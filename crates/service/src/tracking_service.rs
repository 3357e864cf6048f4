use std::collections::BTreeMap;
use std::sync::Arc;

use chrono::Utc;
use scorm_sync_core::cmi::{CmiPayload, NodeSnapshot, WantFlags};
use scorm_sync_core::{AttemptSummary, PackageSettings, decode_object};
use scorm_sync_platform::OutcomeReporter;
use scorm_sync_storage::traits::{AttemptStore, PackageStore, TrackingStore};
use scorm_sync_storage::StorageBackend;
use serde::Serialize;

use crate::collaborators::Collaborators;
use crate::error::ServiceError;
use crate::node_sync::NodeSynchronizer;
use crate::objective_merge::ObjectiveMerger;
use crate::session_guard::{SessionGuard, SessionToken};
use crate::status_sync::StatusSynchronizer;
use crate::unload_handler::UnloadHandler;

/// Reply to a CMI commit: `{"<cp_node_id>": cmi_node_id, ..., "new_global_status": s}`.
#[derive(Debug, Clone, PartialEq, Eq, Serialize)]
pub struct CmiSyncResult {
    #[serde(flatten)]
    pub nodes: BTreeMap<String, i64>,
    pub new_global_status: Option<i32>,
}

/// Entry point of the tracking pipeline.
#[derive(Clone)]
pub struct TrackingService {
    storage: Arc<StorageBackend>,
    guard: SessionGuard,
    nodes: NodeSynchronizer,
    merger: ObjectiveMerger,
    status: StatusSynchronizer,
    unload: UnloadHandler,
    outcomes: Arc<dyn OutcomeReporter>,
}

impl TrackingService {
    #[must_use]
    pub fn new(
        storage: Arc<StorageBackend>,
        collaborators: Collaborators,
        session_window_minutes: i64,
    ) -> Self {
        let guard = SessionGuard::new(Arc::clone(&storage), session_window_minutes);
        Self {
            nodes: NodeSynchronizer::new(Arc::clone(&storage)),
            merger: ObjectiveMerger::new(Arc::clone(&storage)),
            status: StatusSynchronizer::new(
                Arc::clone(&storage),
                collaborators.progress,
                Arc::clone(&collaborators.events),
            ),
            unload: UnloadHandler::new(Arc::clone(&storage), guard.clone(), collaborators.events),
            outcomes: collaborators.outcomes,
            guard,
            storage,
        }
    }

    /// Persist one CMI commit from the player.
    ///
    /// Returns `None` without writing anything when the package is only
    /// browsed or the body is not a JSON object. `user_id` is the identity
    /// established by a trusted gateway; without it the payload's `p` and
    /// `hash` must match a live session, whose window is then renewed.
    pub async fn persist_cmi_data(
        &self,
        package_id: i64,
        ref_id: i64,
        user_id: Option<i64>,
        body: &[u8],
    ) -> Result<Option<CmiSyncResult>, ServiceError> {
        let package = self.require_package(package_id).await?;
        if !package.default_lesson_mode.is_tracked() {
            tracing::debug!(package_id, "browse mode, nothing tracked");
            return Ok(None);
        }
        let Some(payload) = decode_object::<CmiPayload>(body) else {
            tracing::debug!(package_id, "ignoring malformed cmi payload");
            return Ok(None);
        };
        let renew_until = user_id.is_none().then(|| self.guard.deadline(Utc::now()));
        let user_id = self
            .guard
            .resolve_user(package_id, user_id, payload.claimed_user(), payload.presented_hash())
            .await?;

        let want = WantFlags {
            comments: package.comments,
            interactions: package.interactions,
            objectives: package.objectives,
        };
        let nodes = self.nodes.sync(user_id, &payload, want).await?;

        if payload.seq_utilities_changed() {
            let overall = self.merger.merge(user_id, &package, &payload.adl_seq_utilities).await?;
            tracing::debug!(package_id, user_id, ?overall, "overall status merged");
        }

        let new_global_status = payload.new_global_status();

        if let (Some(scaled), 1) = (payload.scaled_score(), package.sco_count) {
            self.outcomes.report_outcome(package_id, user_id, scaled * 100.0).await?;
        }

        self.status
            .sync(package_id, user_id, ref_id, &payload, package.time_from_lms, renew_until)
            .await?;

        tracing::info!(package_id, user_id, nodes = nodes.len(), "cmi data persisted");
        Ok(Some(CmiSyncResult { nodes, new_global_status }))
    }

    pub async fn record_unload(
        &self,
        package_id: i64,
        ref_id: i64,
        user_id: Option<i64>,
        body: &[u8],
    ) -> Result<(), ServiceError> {
        let package = self.require_package(package_id).await?;
        self.unload.on_unload(package_id, ref_id, package.time_from_lms, user_id, body).await
    }

    pub async fn open_session(
        &self,
        package_id: i64,
        user_id: i64,
    ) -> Result<SessionToken, ServiceError> {
        self.require_package(package_id).await?;
        self.guard.open_session(package_id, user_id).await
    }

    pub async fn get_attempt(
        &self,
        package_id: i64,
        user_id: i64,
    ) -> Result<Option<AttemptSummary>, ServiceError> {
        Ok(self.storage.get_attempt(package_id, user_id).await?)
    }

    pub async fn save_package(&self, settings: &PackageSettings) -> Result<(), ServiceError> {
        self.storage.save_package(settings).await?;
        tracing::info!(package_id = settings.package_id, "package settings saved");
        Ok(())
    }

    pub async fn get_package(
        &self,
        package_id: i64,
    ) -> Result<Option<PackageSettings>, ServiceError> {
        Ok(self.storage.get_package(package_id).await?)
    }

    /// A stored node with every child row.
    pub async fn node_snapshot(
        &self,
        cp_node_id: i64,
        user_id: i64,
    ) -> Result<Option<NodeSnapshot>, ServiceError> {
        let Some(node) = self.storage.get_node(cp_node_id, user_id).await? else {
            return Ok(None);
        };
        let id = node.cmi_node_id;
        Ok(Some(NodeSnapshot {
            comments: self.storage.list_comments(id).await?,
            interactions: self.storage.list_interactions(id).await?,
            objectives: self.storage.list_objectives(id).await?,
            correct_responses: self.storage.list_correct_responses(id).await?,
            node,
        }))
    }

    async fn require_package(&self, package_id: i64) -> Result<PackageSettings, ServiceError> {
        self.storage.get_package(package_id).await?.ok_or_else(|| ServiceError::NotFound {
            entity: "package",
            id: package_id.to_string(),
        })
    }
}
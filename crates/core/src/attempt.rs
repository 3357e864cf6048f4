use chrono::{DateTime, Duration, Utc};
use serde::{Deserialize, Serialize};
use serde_json::Value;

use crate::value::{int_value, non_empty_text};

/// Coarse per-(package, user) progress and session record.
#[derive(Debug, Clone, PartialEq, Serialize, Deserialize)]
pub struct AttemptSummary {
    pub package_id: i64,
    pub user_id: i64,
    /// Session token handed to the player at launch.
    pub hash: Option<i64>,
    /// Expiry of `hash`; slides forward on every hash-authorized write.
    pub hash_end: Option<DateTime<Utc>>,
    /// Elapsed time measured by the player shell.
    pub total_time_sec: Option<i64>,
    /// Total time reported by the content through the data model.
    pub sco_total_time_sec: Option<i64>,
    pub last_visited: Option<String>,
    pub last_access: Option<DateTime<Utc>>,
    pub status: Option<i32>,
    pub percentage_completed: Option<i32>,
}

impl AttemptSummary {
    /// A fresh summary with no tracking data yet.
    #[must_use]
    pub const fn new(package_id: i64, user_id: i64) -> Self {
        Self {
            package_id,
            user_id,
            hash: None,
            hash_end: None,
            total_time_sec: None,
            sco_total_time_sec: None,
            last_visited: None,
            last_access: None,
            status: None,
            percentage_completed: None,
        }
    }

    /// The stored hash, if the session window is still open at `now`.
    #[must_use]
    pub fn live_hash(&self, now: DateTime<Utc>) -> Option<i64> {
        match self.hash_end {
            Some(end) if end > now => self.hash,
            _ => None,
        }
    }
}

/// End of the sliding session window that starts at `now`.
#[must_use]
pub fn session_deadline(now: DateTime<Utc>, window_minutes: i64) -> DateTime<Utc> {
    now + Duration::minutes(window_minutes)
}

/// Convert centiseconds to whole seconds, rounding halves away from zero.
#[must_use]
pub const fn centiseconds_to_seconds(centiseconds: i64) -> i64 {
    if centiseconds >= 0 {
        centiseconds.saturating_add(50) / 100
    } else {
        -(centiseconds.saturating_neg().saturating_add(50) / 100)
    }
}

/// Beacon posted by the player when its page unloads.
#[derive(Debug, Clone, Default, Deserialize)]
pub struct UnloadBeacon {
    #[serde(default)]
    pub p: Value,
    #[serde(default)]
    pub hash: Value,
    #[serde(default)]
    pub last: Value,
    #[serde(default)]
    pub total_time_sec: Value,
}

impl UnloadBeacon {
    /// User id claimed by the player.
    #[must_use]
    pub fn claimed_user(&self) -> Option<i64> {
        int_value(&self.p)
    }

    #[must_use]
    pub fn presented_hash(&self) -> Option<i64> {
        int_value(&self.hash)
    }

    /// Last visited activity; the empty string means none.
    #[must_use]
    pub fn last_visited(&self) -> Option<String> {
        non_empty_text(&self.last)
    }

    /// Elapsed seconds, absent when the player sent nothing or an empty string.
    #[must_use]
    pub fn elapsed_seconds(&self) -> Option<i64> {
        non_empty_text(&self.total_time_sec).and_then(|_| int_value(&self.total_time_sec))
    }

    /// The player sent an elapsed time, numeric or not.
    #[must_use]
    pub fn reports_elapsed_time(&self) -> bool {
        non_empty_text(&self.total_time_sec).is_some()
    }

    /// Build the attempt update for this beacon at `now`.
    #[must_use]
    pub fn to_update(&self, now: DateTime<Utc>, window_minutes: i64) -> UnloadUpdate {
        UnloadUpdate {
            total_time_sec: self.elapsed_seconds(),
            last_visited: self.last_visited(),
            hash_end: session_deadline(now, window_minutes),
            last_access: now,
        }
    }
}

/// Fields written by the unload handler. `total_time_sec == None` leaves the
/// stored total untouched.
#[derive(Debug, Clone, PartialEq)]
pub struct UnloadUpdate {
    pub total_time_sec: Option<i64>,
    pub last_visited: Option<String>,
    pub hash_end: DateTime<Utc>,
    pub last_access: DateTime<Utc>,
}

/// Fields written by the status synchronizer.
#[derive(Debug, Clone, Copy, PartialEq, Eq)]
pub struct StatusUpdate {
    pub sco_total_time_sec: i64,
    pub status: Option<i32>,
    pub percentage_completed: Option<i32>,
    /// New session expiry; `None` leaves it untouched.
    pub hash_end: Option<DateTime<Utc>>,
}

--- Exercise details ---
Look through the records above for the string "DateTime", then copy every line that has it.

--- Result for this task ---
use chrono::{DateTime, Duration, Utc};
    pub hash_end: Option<DateTime<Utc>>,
    pub last_access: Option<DateTime<Utc>>,
    pub fn live_hash(&self, now: DateTime<Utc>) -> Option<i64> {
pub fn session_deadline(now: DateTime<Utc>, window_minutes: i64) -> DateTime<Utc> {
    pub fn to_update(&self, now: DateTime<Utc>, window_minutes: i64) -> UnloadUpdate {
    pub hash_end: DateTime<Utc>,
    pub last_access: DateTime<Utc>,
    pub hash_end: Option<DateTime<Utc>>,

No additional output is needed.